Blogger Kompasiana bernama Mutia Ramadhani adalah seorang yang berprofesi sebagai Freelancer. Kompasiana sendiri merupakan platform opini yang berdiri sejak tahun 2008. Siapapun bisa membuat dan menayangkan kontennya di Kompasiana.

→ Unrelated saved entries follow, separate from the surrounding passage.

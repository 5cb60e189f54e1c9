//! Transport errors

/// Failures talking to a chat-completions endpoint
#[derive(Debug, Clone, PartialEq, Eq, thiserror::Error)]
pub enum TransportError {
    /// No response within the per-attempt timeout
    #[error("request timed out")]
    Timeout,

    /// Could not reach the endpoint
    #[error("connection failed: {0}")]
    Connect(String),

    /// Non-success HTTP status
    #[error("HTTP {status}: {body}")]
    Status { status: u16, body: String },

    /// Response body was not a usable completion
    #[error("invalid response: {0}")]
    InvalidResponse(String),

    /// Client construction or request building failed
    #[error("http client error: {0}")]
    Client(String),
}

impl TransportError {
    /// True for conditions worth retrying: timeouts, connection
    /// failures, HTTP 429 and 5xx
    #[must_use]
    pub fn is_transient(&self) -> bool {
        match self {
            Self::Timeout | Self::Connect(_) => true,
            Self::Status { status, .. } => *status == 429 || (500..600).contains(status),
            Self::InvalidResponse(_) | Self::Client(_) => false,
        }
    }
}

// Conversion from reqwest::Error
impl From<reqwest::Error> for TransportError {
    fn from(err: reqwest::Error) -> Self {
        if err.is_timeout() {
            Self::Timeout
        } else if err.is_connect() {
            Self::Connect(err.to_string())
        } else if err.is_decode() {
            Self::InvalidResponse(err.to_string())
        } else if let Some(status) = err.status() {
            Self::Status {
                status: status.as_u16(),
                body: err.to_string(),
            }
        } else {
            Self::Client(err.to_string())
        }
    }
}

Terpaksa Jadi Rojali karena Tak Ada Ruang Berkumpul

Kompas.com - 06/08/2025, 15:44 WIB

Konten ini merupakan kerja sama dengan Kompasiana, setiap artikel menjadi tanggung jawab penulis dan tidak mewakili pandangan redaksi Kompas.com

Ini bukan nama karakter dalam sinetron. Ini bukan pula nama yang disamarkan. Rojali, begitu istilahnya untuk menggambarkan kondisi yang mana ada segerombolan atau rombongan yang jarang beli.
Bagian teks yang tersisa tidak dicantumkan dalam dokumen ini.